• [SOURCE INFORMATION]:
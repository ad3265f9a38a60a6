pub mod ast;
#[cfg(feature = "cli")]
pub mod cli;
pub mod comparison;
pub mod compiler;
pub mod error;
pub mod json;
pub mod ordering;
pub mod pagination;
pub mod predicate;
pub mod querier;
pub mod registry;
pub mod scanner;
pub mod value;

pub use ast::{Clause, Connective, Dir, Operand, Operator, OrderKey, OrderSpec, Quantifier};
pub use compiler::{compile_filter, compile_filter_with, Nesting, DEFAULT_MAX_NESTING};
pub use error::{QueryError, Result};
pub use json::Schema;
pub use ordering::{compile_order, compile_order_spec, parse_order_spec};
pub use pagination::{Page, DEFAULT_TAKE};
pub use predicate::{Comparator, Predicate};
pub use querier::{Querier, QuerierConfig, QueryParameters};
pub use registry::{Field, FieldType, Registry, Relation};
pub use scanner::{scan, Scanner};
//! CLI support for expressive-query
//!
//! Provides programmatic access to the `exq` commands so they can be embedded
//! in other tools.

mod check;
mod docs;
mod query;

pub use check::{execute_check, CheckOptions, CheckResult};
pub use docs::{get_doc_category, get_docs_overview, DocCategory};
pub use query::{execute_query, QueryOptions};

use std::io;

/// Errors that can occur during CLI operations
#[derive(Debug)]
pub enum CliError {
    /// Invalid `where`/`orderBy`/`skip`/`take`
    Query(crate::QueryError),
    /// Malformed schema or record JSON
    Json(serde_json::Error),
    /// IO error
    Io(io::Error),
    /// No records provided
    NoInput,
    /// Records were not a JSON array
    NotAnArray,
    /// Unknown documentation category
    UnknownCategory(String),
}

impl std::fmt::Display for CliError {
    fn fmt(&self, f: &mut std::fmt::Formatter<'_>) -> std::fmt::Result {
        match self {
            CliError::Query(e) => write!(f, "{}", e),
            CliError::Json(e) => write!(f, "Invalid JSON: {}", e),
            CliError::Io(e) => write!(f, "IO error: {}", e),
            CliError::NoInput => write!(f, "No input provided. Use --input or pipe JSON to stdin."),
            CliError::NotAnArray => write!(f, "Input must be a JSON array of records."),
            CliError::UnknownCategory(c) => {
                write!(f, "Unknown category: '{}'\nRun 'exq docs' to see available categories.", c)
            }
        }
    }
}

impl std::error::Error for CliError {
    fn source(&self) -> Option<&(dyn std::error::Error + 'static)> {
        match self {
            CliError::Query(e) => Some(e),
            CliError::Json(e) => Some(e),
            CliError::Io(e) => Some(e),
            _ => None,
        }
    }
}

impl From<crate::QueryError> for CliError {
    fn from(e: crate::QueryError) -> Self {
        CliError::Query(e)
    }
}

impl From<serde_json::Error> for CliError {
    fn from(e: serde_json::Error) -> Self {
        CliError::Json(e)
    }
}

impl From<io::Error> for CliError {
    fn from(e: io::Error) -> Self {
        CliError::Io(e)
    }
}
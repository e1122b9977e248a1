// Copyright 2024 Trustoken Contributors
// See LICENSE.txt file for terms

use crate::attribute::{Attribute, Attrs};
use crate::mechanism::Function;
use crate::object::builder::create_attributes_from_template;
use crate::pkcs11::*;

use super::{aes_import_template, p256_params, TemplateBuilder};

fn assert_key_invariants(attrs: &Attrs) {
    /* class, key type and the token managed booleans are always there */
    assert!(attrs.find(CKA_CLASS).is_some());
    assert!(attrs.find(CKA_KEY_TYPE).is_some());
    assert!(attrs.find(CKA_LOCAL).is_some());
    assert!(attrs.find(CKA_ALWAYS_SENSITIVE).is_some());
    assert!(attrs.find(CKA_NEVER_EXTRACTABLE).is_some());

    if attrs.get_bool(CKA_ALWAYS_SENSITIVE) {
        assert!(attrs.get_bool(CKA_SENSITIVE));
    }
    if attrs.get_bool(CKA_NEVER_EXTRACTABLE) {
        assert!(!attrs.get_bool(CKA_EXTRACTABLE));
    }
}

#[test]
fn test_import_aes_key() {
    let template = aes_import_template();
    let attrs =
        create_attributes_from_template(&template, None, Function::Import)
            .unwrap();

    assert_eq!(attrs.get_class(), CKO_SECRET_KEY);
    assert_eq!(attrs.get_key_type(), CKK_AES);
    assert_eq!(attrs.get_bool(CKA_LOCAL), false);
    assert_eq!(attrs.get_bool(CKA_ALWAYS_SENSITIVE), false);
    assert_eq!(attrs.get_bool(CKA_NEVER_EXTRACTABLE), false);
    assert_eq!(attrs.get_bool(CKA_MODIFIABLE), true);
    assert_eq!(attrs.get_bool(CKA_TOKEN), false);
    assert_eq!(attrs.get_bool(CKA_PRIVATE), false);
    assert_eq!(attrs.find(CKA_VALUE).unwrap().get_value().len(), 16);
    assert_key_invariants(&attrs);
}

#[test]
fn test_generate_secret_derived_attributes() {
    let template = TemplateBuilder::new()
        .ulong(CKA_CLASS, CKO_SECRET_KEY)
        .ulong(CKA_KEY_TYPE, CKK_AES)
        .ulong(CKA_VALUE_LEN, 32)
        .boolean(CKA_SENSITIVE, true)
        .build();
    let attrs =
        create_attributes_from_template(&template, None, Function::Generate)
            .unwrap();

    assert_eq!(attrs.get_bool(CKA_LOCAL), true);
    assert_eq!(attrs.get_bool(CKA_ALWAYS_SENSITIVE), true);
    assert_eq!(attrs.get_bool(CKA_NEVER_EXTRACTABLE), true);
    assert_key_invariants(&attrs);
}

#[test]
fn test_data_object_defaults() {
    let template = TemplateBuilder::new()
        .ulong(CKA_CLASS, CKO_DATA)
        .bytes(CKA_VALUE, b"opaque payload")
        .build();
    let attrs =
        create_attributes_from_template(&template, None, Function::Import)
            .unwrap();

    assert_eq!(attrs.get_class(), CKO_DATA);
    assert_eq!(attrs.get_bool(CKA_MODIFIABLE), true);
    assert_eq!(attrs.get_bool(CKA_COPYABLE), true);
    assert_eq!(attrs.get_bool(CKA_DESTROYABLE), true);
    assert_eq!(attrs.get_bool(CKA_TOKEN), false);
    assert_eq!(attrs.get_bool(CKA_PRIVATE), false);
    assert!(attrs.find(CKA_KEY_TYPE).is_none());
    assert!(attrs.find(CKA_VALUE).is_some());
}

#[test]
fn test_missing_class_fails() {
    let template = TemplateBuilder::new()
        .bytes(CKA_VALUE, &[0u8; 16])
        .build();
    let e =
        create_attributes_from_template(&template, None, Function::Import)
            .unwrap_err();
    assert_eq!(e.rv(), CKR_TEMPLATE_INCONSISTENT);
}

#[test]
fn test_rsa_public_key_attributes() {
    let template = TemplateBuilder::new()
        .ulong(CKA_CLASS, CKO_PUBLIC_KEY)
        .ulong(CKA_KEY_TYPE, CKK_RSA)
        .ulong(CKA_MODULUS_BITS, 2048)
        .bytes(CKA_PUBLIC_EXPONENT, &[0x01, 0x00, 0x01])
        .boolean(CKA_VERIFY, true)
        .build();
    let attrs = create_attributes_from_template(
        &template,
        None,
        Function::GeneratePair,
    )
    .unwrap();

    assert_eq!(attrs.get_ulong(CKA_MODULUS_BITS).unwrap(), 2048);
    assert_eq!(attrs.get_bool(CKA_VERIFY), true);
    /* the mandated subject is materialized as an empty slot */
    assert_eq!(attrs.find(CKA_SUBJECT).unwrap().get_value().len(), 0);
    assert_eq!(attrs.get_bool(CKA_LOCAL), true);
    assert_key_invariants(&attrs);
}

#[test]
fn test_ec_private_key_attributes() {
    let template = TemplateBuilder::new()
        .ulong(CKA_CLASS, CKO_PRIVATE_KEY)
        .ulong(CKA_KEY_TYPE, CKK_EC)
        .bytes(CKA_EC_PARAMS, &p256_params())
        .bytes(CKA_VALUE, &[0x11u8; 32])
        .boolean(CKA_SIGN, true)
        .build();
    let attrs =
        create_attributes_from_template(&template, None, Function::Import)
            .unwrap();

    assert_eq!(attrs.get_key_type(), CKK_EC);
    assert_eq!(
        attrs.find(CKA_EC_PARAMS).unwrap().get_value(),
        &p256_params()
    );
    assert_eq!(attrs.get_bool(CKA_SIGN), true);
    assert_eq!(attrs.get_bool(CKA_LOCAL), false);
    assert_key_invariants(&attrs);
}

#[test]
fn test_template_booleans_override_defaults() {
    let template = TemplateBuilder::new()
        .ulong(CKA_CLASS, CKO_SECRET_KEY)
        .ulong(CKA_KEY_TYPE, CKK_AES)
        .ulong(CKA_VALUE_LEN, 16)
        .boolean(CKA_MODIFIABLE, false)
        .boolean(CKA_ENCRYPT, true)
        .build();
    let attrs =
        create_attributes_from_template(&template, None, Function::Generate)
            .unwrap();

    /* an explicit false wins over the true default */
    assert_eq!(attrs.get_bool(CKA_MODIFIABLE), false);
    assert_eq!(attrs.get_bool(CKA_ENCRYPT), true);
    /* untouched defaults remain */
    assert_eq!(attrs.get_bool(CKA_COPYABLE), true);
    assert_eq!(attrs.get_bool(CKA_DECRYPT), false);
}

#[test]
fn test_derive_inherits_from_parent() {
    let mut parent = Attrs::new();
    parent
        .add(Attribute::from_ulong(CKA_CLASS, CKO_SECRET_KEY))
        .unwrap();
    parent
        .add(Attribute::from_ulong(CKA_KEY_TYPE, CKK_AES))
        .unwrap();
    parent
        .add(Attribute::from_bool(CKA_ALWAYS_SENSITIVE, true))
        .unwrap();
    parent
        .add(Attribute::from_bool(CKA_NEVER_EXTRACTABLE, true))
        .unwrap();

    let template = TemplateBuilder::new()
        .ulong(CKA_CLASS, CKO_SECRET_KEY)
        .ulong(CKA_KEY_TYPE, CKK_GENERIC_SECRET)
        .ulong(CKA_VALUE_LEN, 32)
        .boolean(CKA_SENSITIVE, true)
        .build();
    let attrs = create_attributes_from_template(
        &template,
        Some(&parent),
        Function::Derive,
    )
    .unwrap();

    assert_eq!(attrs.get_bool(CKA_LOCAL), false);
    /* parent history carries over only while the child keeps it up */
    assert_eq!(attrs.get_bool(CKA_ALWAYS_SENSITIVE), true);
    assert_eq!(attrs.get_bool(CKA_NEVER_EXTRACTABLE), true);

    let extractable = TemplateBuilder::new()
        .ulong(CKA_CLASS, CKO_SECRET_KEY)
        .ulong(CKA_KEY_TYPE, CKK_GENERIC_SECRET)
        .ulong(CKA_VALUE_LEN, 32)
        .boolean(CKA_EXTRACTABLE, true)
        .build();
    let attrs = create_attributes_from_template(
        &extractable,
        Some(&parent),
        Function::Derive,
    )
    .unwrap();
    assert_eq!(attrs.get_bool(CKA_NEVER_EXTRACTABLE), false);
    assert_eq!(attrs.get_bool(CKA_ALWAYS_SENSITIVE), false);
}

#[test]
fn test_copy_inherits_local() {
    let mut parent = Attrs::new();
    parent
        .add(Attribute::from_ulong(CKA_CLASS, CKO_SECRET_KEY))
        .unwrap();
    parent
        .add(Attribute::from_ulong(CKA_KEY_TYPE, CKK_AES))
        .unwrap();
    parent
        .add(Attribute::from_bool(CKA_LOCAL, true))
        .unwrap();

    let template = TemplateBuilder::new()
        .ulong(CKA_CLASS, CKO_SECRET_KEY)
        .ulong(CKA_KEY_TYPE, CKK_AES)
        .ulong(CKA_VALUE_LEN, 16)
        .build();
    let attrs = create_attributes_from_template(
        &template,
        Some(&parent),
        Function::Copy,
    )
    .unwrap();
    assert_eq!(attrs.get_bool(CKA_LOCAL), true);
}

• [HOW TO COMPLETE THIS TASK]:
Those lines above that contain the string "provided" should be returned.

• [RESULT FOR THIS EXERCISE]:
    /// No records provided
            CliError::NoInput => write!(f, "No input provided. Use --input or pipe JSON to stdin."),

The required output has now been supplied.